Kyle is a member of The Motley Fool Blog Network -- entries represent the personal opinion of the blogger and are not formally edited.
Proponents of the Efficient Market Hypothesis argue that at any given time, the stock market accurately adjusts stock prices to their appropriate value after taking all available information into consideration. I think this is a load of bull. Rather than accurately reflecting all available information in a company’s stock price, I believe that the market merely prices in the emotions of the herd. Let’s take a look at some examples.
Apple (NASDAQ: AAPL) is a perfect example of an entirely inefficient market. In September of 2012, Apple held the title for largest company in the world, sporting a market capitalization just over $600 billion. You couldn’t read a newspaper or financial magazine that was not talking about Apple and its meteoric rise, not to mention claims of it becoming the first trillion dollar company. Despite all the hoopla coming from the talking heads on television, Apple management had already suggested that margins would be lower than in the past and projected earnings were lower than Wall Street’s expectations. Rather than price in the new information, the market was pricing in the extreme optimism for the company’s future, completely ignoring the guidance from Apple management. One explanation may lie in the fact that, historically, Apple management has given very conservative guidance in terms of earnings, proceeding to blow-out expectations on the date of earnings release. But you and I both know that the past is no guarantee for the future, and the market should have heeded management’s warnings. The chart below shows the result of the market’s so-called efficiency.
Netflix (NASDAQ: NFLX) has been on a similar ride as Apple, but is simply in a different stage at this point. Reaching a high in the low $300 range, Netflix was slammed after a number of management gaffes which sent the stock price into the $50 range, a multi-year low. Is it a mere coincidence that Apple was reaching its all-time highs in that very same month? I think not. The pessimism priced into Netflix shares conflicted with the guidance given by company management, guidance which has been accurate for 24 of the last 28 quarters. At the same time, the enthusiasm priced in to Apple shares conflicted with the lower guidance being given by Apple management. I think this portrays perfectly the way the stock market works: it prices in emotion instead of information. Take a look at the chart below and see what happens when those emotions change.
I think the Herbalife (NYSE: HLF) story shows how the market is not only inefficient, but can be easily manipulated.
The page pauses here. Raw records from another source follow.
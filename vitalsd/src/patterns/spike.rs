//! Spike detector
//!
//! Flags samples further than k standard deviations from the rolling mean.
//! Independent of threshold state and silent in the baseline cold-start
//! region. Consecutive spiking samples collapse into one event; the state
//! clears on the first non-spiking sample.

use super::baseline::Baseline;

#[derive(Debug, Clone, Copy, PartialEq)]
pub struct SpikeEvent {
    pub expected: f64,
    pub deviation_std: f64,
}

#[derive(Debug)]
pub struct SpikeDetector {
    k: f64,
    active: bool,
}

impl SpikeDetector {
    pub fn new(k: f64) -> Self {
        Self { k, active: false }
    }

    pub fn observe(&mut self, value: f64, baseline: Option<Baseline>) -> Option<SpikeEvent> {
        let Some(baseline) = baseline else {
            self.active = false;
            return None;
        };
        if baseline.std <= f64::EPSILON {
            // a flat series deviating at all would be infinitely many sigmas;
            // treat it as no information rather than an alert storm
            self.active = false;
            return None;
        }
        let deviation = (value - baseline.mean).abs() / baseline.std;
        if deviation > self.k {
            if self.active {
                return None;
            }
            self.active = true;
            return Some(SpikeEvent {
                expected: baseline.mean,
                deviation_std: deviation,
            });
        }
        self.active = false;
        None
    }
}

#[cfg(test)]
mod tests {
    use super::*;

    fn baseline(mean: f64, std: f64) -> Option<Baseline> {
        Some(Baseline {
            mean,
            std,
            sample_count: 100,
        })
    }

    #[test]
    fn fires_beyond_k_sigma() {
        let mut d = SpikeDetector::new(3.0);
        assert!(d.observe(50.0, baseline(50.0, 5.0)).is_none());
        assert!(d.observe(64.0, baseline(50.0, 5.0)).is_none());
        let event = d.observe(70.0, baseline(50.0, 5.0)).unwrap();
        assert_eq!(event.expected, 50.0);
        assert!((event.deviation_std - 4.0).abs() < 1e-9);
    }

    #[test]
    fn silent_without_baseline() {
        let mut d = SpikeDetector::new(3.0);
        assert!(d.observe(1000.0, None).is_none());
    }

    #[test]
    fn consecutive_spikes_collapse() {
        let mut d = SpikeDetector::new(3.0);
        assert!(d.observe(80.0, baseline(50.0, 5.0)).is_some());
        assert!(d.observe(85.0, baseline(50.0, 5.0)).is_none());
        assert!(d.observe(90.0, baseline(50.0, 5.0)).is_none());
        // back to normal clears the state
        assert!(d.observe(51.0, baseline(50.0, 5.0)).is_none());
        assert!(d.observe(80.0, baseline(50.0, 5.0)).is_some());
    }

    #[test]
    fn flat_baseline_is_ignored() {
        let mut d = SpikeDetector::new(3.0);
        assert!(d.observe(51.0, baseline(50.0, 0.0)).is_none());
    }
}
Bill Ackman’s short thesis for Herbalife can be found here, and you will see that it does not have any information that was not already available to the public. Despite that being the case, the market sent shares of Herbalife tumbling after the presentation was made. If the market was actually efficient and reflected all available public information, why would there be the need to reduce the share price? What makes this story more interesting was the subsequent rise in Herbalife shares after Daniel Loeb of Third Point LLC announced an 8.2% stake in the company. The drop and subsequent rise tells me that the market does not know how to weigh the information that it is being presented with, meaning that it cannot possibly be efficient.
Where it gets even better is that these big players have the ability to manipulate the price of Herbalife’s stock. With Mr. Ackman being short and eventually having to cover, big players in the market can take advantage of the situation by buying up large amounts of stock, therefore reducing the shares outstanding. This would make it harder for Mr. Ackman to repurchase the shares which he borrowed. Taking it a step further, a group of large shareholders can pressure the company to issue a large dividend or share repurchase program. In the case of a large dividend, Mr. Ackman would be forced to pay that dividend to those from whom he borrowed Herbalife shares. In a situation like this, do you think the market is being efficient? I certainly do not.
When I think about whether the market is being efficient or not, I cannot help but think about Amazon.com (NASDAQ: AMZN). Over the last few years, Amazon has continually plowed its earnings back into the company, investing in new distribution centers around the country. With the amount of capital expenditures being made, the company has reported low earnings numbers. With market participants enthusiastic about the company’s future, shares currently trade at just under 3,800 times earnings and 108 times free-cash flow. Check out the charts.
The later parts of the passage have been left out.